Entretien Antoine Rufenacht
Dialogue et intérêt général D’abord élu [...]
Focus -216-Colloque national Théâtre 95 / Cergy-Pontoise
Docteur en philosophie et en sciences politiques, membre du Parti socialiste, sénateur de la Seine-Maritime, Henri Weber est député européen depuis 2004. Son travail intellectuel porte sur l’évolution des formes démocratiques.
Comment expliquer la crise de notre démocratie ?
Henri Weber : La crise de notre démocratie a des causes institutionnelles. La constitution de la Cinquième République instaure un fort déséquilibre au profit du pouvoir exécutif et au détriment des assemblées élues et des partenaires sociaux. Réformer nos institutions de façon à redonner au Parlement et à la négociation collective davantage de pouvoir ne suffit pas.
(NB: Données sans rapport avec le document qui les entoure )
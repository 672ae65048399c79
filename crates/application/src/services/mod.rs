mod parameter_resolver;

pub use parameter_resolver::{ParameterResolver, OVERRIDABLE_KEYS};
pub mod catalog;
pub mod definitions;

// Re-export use cases
pub use catalog::{ReconcileCatalogUseCase, ReconcileReport};
pub use definitions::LoadDefinitionsUseCase;
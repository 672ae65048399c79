use crate::{DomainError, ParameterTree, Services};
use std::collections::HashMap;

/// Everything loaded from the definition files: the service registry and
/// the named environments.
#[derive(Debug, Default)]
pub struct DefinitionSet {
    pub services: Services,
    pub environments: HashMap<String, ParameterTree>,
}

impl DefinitionSet {
    pub fn new() -> Self {
        Self::default()
    }

    pub fn environment(&self, name: &str) -> Result<&ParameterTree, DomainError> {
        self.environments
            .get(name)
            .ok_or_else(|| DomainError::UnknownEnvironment(name.to_string()))
    }
}
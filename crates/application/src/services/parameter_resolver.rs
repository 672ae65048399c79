use servizor_domain::{
    render_url, DomainError, Endpoint, ParameterTree, Parameters, Service,
};
use tracing::debug;

/// Keys an environment is allowed to override.
pub const OVERRIDABLE_KEYS: [&str; 3] = ["proto", "addr", "port"];

/// Computes the parameters used to render an endpoint URL.
///
/// Layers, lowest precedence first:
/// service parameters, environment, environment.<interface>,
/// environment.<service type>, environment.<service type>.<interface>.
#[derive(Debug, Default, Clone, Copy)]
pub struct ParameterResolver;

impl ParameterResolver {
    pub fn new() -> Self {
        Self
    }

    /// Service parameters with the environment's top level applied.
    pub fn service_parameters(&self, env: &ParameterTree, service: &Service) -> Parameters {
        let mut params = service.parameters.clone();
        overlay(env, &mut params);
        params
    }

    pub fn resolve(&self, env: &ParameterTree, service: &Service, endpoint: &Endpoint) -> Parameters {
        let mut params = self.service_parameters(env, service);
        self.apply_endpoint_overrides(env, service, endpoint, &mut params);
        params
    }

    fn apply_endpoint_overrides(
        &self,
        env: &ParameterTree,
        service: &Service,
        endpoint: &Endpoint,
        params: &mut Parameters,
    ) {
        let interface = endpoint.interface.as_str();

        if let Some(interface_params) = env.child(interface) {
            debug!(interface, "Overrides found for interface");
            overlay(interface_params, params);
        }

        if let Some(type_params) = env.child(&service.service_type) {
            debug!(service_type = %service.service_type, "Overrides found for service type");
            overlay(type_params, params);

            if let Some(type_interface_params) = type_params.child(interface) {
                debug!(
                    service_type = %service.service_type,
                    interface,
                    "Found interface overrides for service type"
                );
                overlay(type_interface_params, params);
            }
        }
    }

    /// Resolves parameters and renders the endpoint URL with them.
    pub fn render(
        &self,
        env: &ParameterTree,
        service: &Service,
        endpoint: &Endpoint,
    ) -> Result<String, DomainError> {
        let params = self.resolve(env, service, endpoint);
        render_url(&endpoint.url, &params)
    }
}

fn overlay(source: &ParameterTree, target: &mut Parameters) {
    for key in OVERRIDABLE_KEYS {
        if let Some(value) = source.value(key) {
            target.insert(key.to_string(), value.to_string());
        }
    }
}
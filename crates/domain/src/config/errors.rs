#[derive(Debug, thiserror::Error)]
pub enum ConfigError {
    #[error("Failed to read config file {0}: {1}")]
    FileRead(String, String),

    #[error("Failed to parse config: {0}")]
    Parse(String),

    #[error("Configuration validation error: {0}")]
    Validation(String),
}
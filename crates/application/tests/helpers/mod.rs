#![allow(unused_imports)]

mod definitions;
mod log_capture;

pub use definitions::DefinitionFiles;
pub use log_capture::CapturedLogs;
pub use mock_catalog::{CatalogCall, MockCatalog};
use anyhow::Context;
use clap::{Args, Parser, Subcommand};
use servizor_domain::{CliOverrides, Config};
use std::path::PathBuf;
use tracing::{error, info};

mod bootstrap;
mod di;

#[derive(Parser)]
#[command(name = "servizor")]
#[command(version)]
#[command(about = "Registers services and endpoints in the OpenStack identity catalog")]
struct Cli {
    /// Configuration file path
    #[arg(short = 'c', long, value_name = "FILE", global = true)]
    config: Option<String>,

    /// More output, repeat for debug
    #[arg(short = 'v', long = "verbose", action = clap::ArgAction::Count, global = true)]
    verbose: u8,

    /// Only report errors
    #[arg(short = 'q', long, global = true)]
    quiet: bool,

    /// Debug output, including the full error chain on failure
    #[arg(long, global = true)]
    debug: bool,

    #[command(flatten)]
    os: OsOptions,

    #[command(subcommand)]
    command: Command,
}

#[derive(Args)]
struct OsOptions {
    /// Identity service URL
    #[arg(long, env = "OS_AUTH_URL", global = true)]
    os_auth_url: Option<String>,

    #[arg(long, env = "OS_USERNAME", global = true)]
    os_username: Option<String>,

    #[arg(long, env = "OS_USER_ID", global = true)]
    os_user_id: Option<String>,

    #[arg(long, env = "OS_PASSWORD", hide_env_values = true, global = true)]
    os_password: Option<String>,

    #[arg(long, env = "OS_USER_DOMAIN_NAME", global = true)]
    os_user_domain_name: Option<String>,

    #[arg(long, env = "OS_USER_DOMAIN_ID", global = true)]
    os_user_domain_id: Option<String>,

    #[arg(long, env = "OS_PROJECT_NAME", global = true)]
    os_project_name: Option<String>,

    #[arg(long, env = "OS_PROJECT_ID", global = true)]
    os_project_id: Option<String>,

    #[arg(long, env = "OS_PROJECT_DOMAIN_NAME", global = true)]
    os_project_domain_name: Option<String>,

    #[arg(long, env = "OS_PROJECT_DOMAIN_ID", global = true)]
    os_project_domain_id: Option<String>,

    /// Pre-issued token, skips password authentication
    #[arg(long, env = "OS_SERVICE_TOKEN", hide_env_values = true, global = true)]
    os_token: Option<String>,

    #[arg(long, env = "OS_TOKEN", hide = true, hide_env_values = true, global = true)]
    os_auth_token: Option<String>,

    /// Same as --os-project-name
    #[arg(long, env = "OS_TENANT_NAME", global = true)]
    os_tenant_name: Option<String>,

    /// Same as --os-project-id
    #[arg(long, env = "OS_TENANT_ID", global = true)]
    os_tenant_id: Option<String>,

    /// Domain of the project when no project domain is given
    #[arg(long, env = "OS_DOMAIN_NAME", global = true)]
    os_domain_name: Option<String>,

    #[arg(long, env = "OS_DOMAIN_ID", global = true)]
    os_domain_id: Option<String>,

    #[arg(long, env = "OS_REGION_NAME", global = true)]
    os_region_name: Option<String>,

    /// Interface of the identity endpoint to use (public, internal, admin)
    #[arg(long, env = "OS_ENDPOINT_TYPE", global = true)]
    os_endpoint_type: Option<String>,

    /// Skip TLS certificate verification
    #[arg(long, global = true)]
    insecure: bool,
}

#[derive(Subcommand)]
enum Command {
    /// Create or update services and endpoints from definition files
    Install {
        /// YAML definition file, may be repeated
        #[arg(short = 'f', long = "file", value_name = "FILE", required = true)]
        files: Vec<PathBuf>,

        /// Environment whose parameters fill in the endpoint URLs
        #[arg(short = 'e', long)]
        environment: String,
    },
}

impl Cli {
    fn overrides(&self) -> CliOverrides {
        let os = &self.os;
        CliOverrides {
            auth_url: os.os_auth_url.clone(),
            username: os.os_username.clone(),
            user_id: os.os_user_id.clone(),
            password: os.os_password.clone(),
            user_domain_name: os.os_user_domain_name.clone(),
            user_domain_id: os.os_user_domain_id.clone(),
            project_name: either(&os.os_project_name, &os.os_tenant_name),
            project_id: either(&os.os_project_id, &os.os_tenant_id),
            project_domain_name: either(&os.os_project_domain_name, &os.os_domain_name),
            project_domain_id: either(&os.os_project_domain_id, &os.os_domain_id),
            token: either(&os.os_token, &os.os_auth_token),
            region_name: os.os_region_name.clone(),
            endpoint_type: os.os_endpoint_type.clone(),
            insecure: os.insecure,
            log_level: None,
        }
    }

    fn verbosity(&self) -> bootstrap::Verbosity {
        bootstrap::Verbosity {
            verbose: self.verbose,
            quiet: self.quiet,
            debug: self.debug,
        }
    }
}

/// The first of two options that is set to a non-empty value.
fn either(preferred: &Option<String>, fallback: &Option<String>) -> Option<String> {
    preferred
        .iter()
        .chain(fallback)
        .find(|v| !v.is_empty())
        .cloned()
}

#[tokio::main(flavor = "current_thread")]
async fn main() {
    let cli = Cli::parse();

    let loaded = bootstrap::load_config(cli.config.as_deref(), cli.overrides());
    let fallback = Config::default();
    bootstrap::init_logging(cli.verbosity(), loaded.as_ref().unwrap_or(&fallback));

    let result = match loaded {
        Ok(config) => run(cli.command, config).await,
        Err(e) => Err(e),
    };

    if let Err(e) = result {
        error!("{:#}", e);
        if cli.debug {
            error!("{:?}", e);
        }
        std::process::exit(1);
    }
}

async fn run(command: Command, config: Config) -> anyhow::Result<()> {
    match command {
        Command::Install { files, environment } => install(&files, &environment, config).await,
    }
}

async fn install(files: &[PathBuf], environment: &str, config: Config) -> anyhow::Result<()> {
    // Everything local is checked before the first remote call.
    let local = di::LocalUseCases::new();
    let definitions = local
        .load_definitions
        .execute(files)
        .context("Failed to load definitions")?;
    definitions.environment(environment)?;
    config.validate()?;

    let remote = di::RemoteUseCases::connect(&config.auth)
        .await
        .context("Failed to authenticate")?;
    let report = remote
        .reconcile_catalog
        .execute(&definitions, environment)
        .await
        .with_context(|| format!("Failed to install environment {}", environment))?;

    info!(
        services_created = report.services_created,
        services_updated = report.services_updated,
        services_without_endpoints = report.services_without_endpoints,
        endpoints_created = report.endpoints_created,
        endpoints_updated = report.endpoints_updated,
        "Install complete"
    );
    Ok(())
}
Nous avons commencé à le faire sous Lionel Jospin et nous continuons. Un rapport de ce dernier au président de la République préconise d’instaurer une part de proportionnelle (58 députés), le non-cumul des mandats, le développement de la démocratie sociale et participative. Mais une démocratie ne peut s’épanouir que si la sécurité sociale et publique de nos citoyens est assurée. Lorsqu’elle compte 3,3 millions de chômeurs et autant de précaires, il s’agit d’une démocratie malade. Défendre et consolider notre démocratie c’est d’abord rétablir ses conditions préalables de fonctionnement : le plein-emploi, la protection sociale, l’Ecole intégratrice, la sécurité publique.
Comment faire en sorte de mettre la question du bien public au-dessus des intérêts économiques et financiers ?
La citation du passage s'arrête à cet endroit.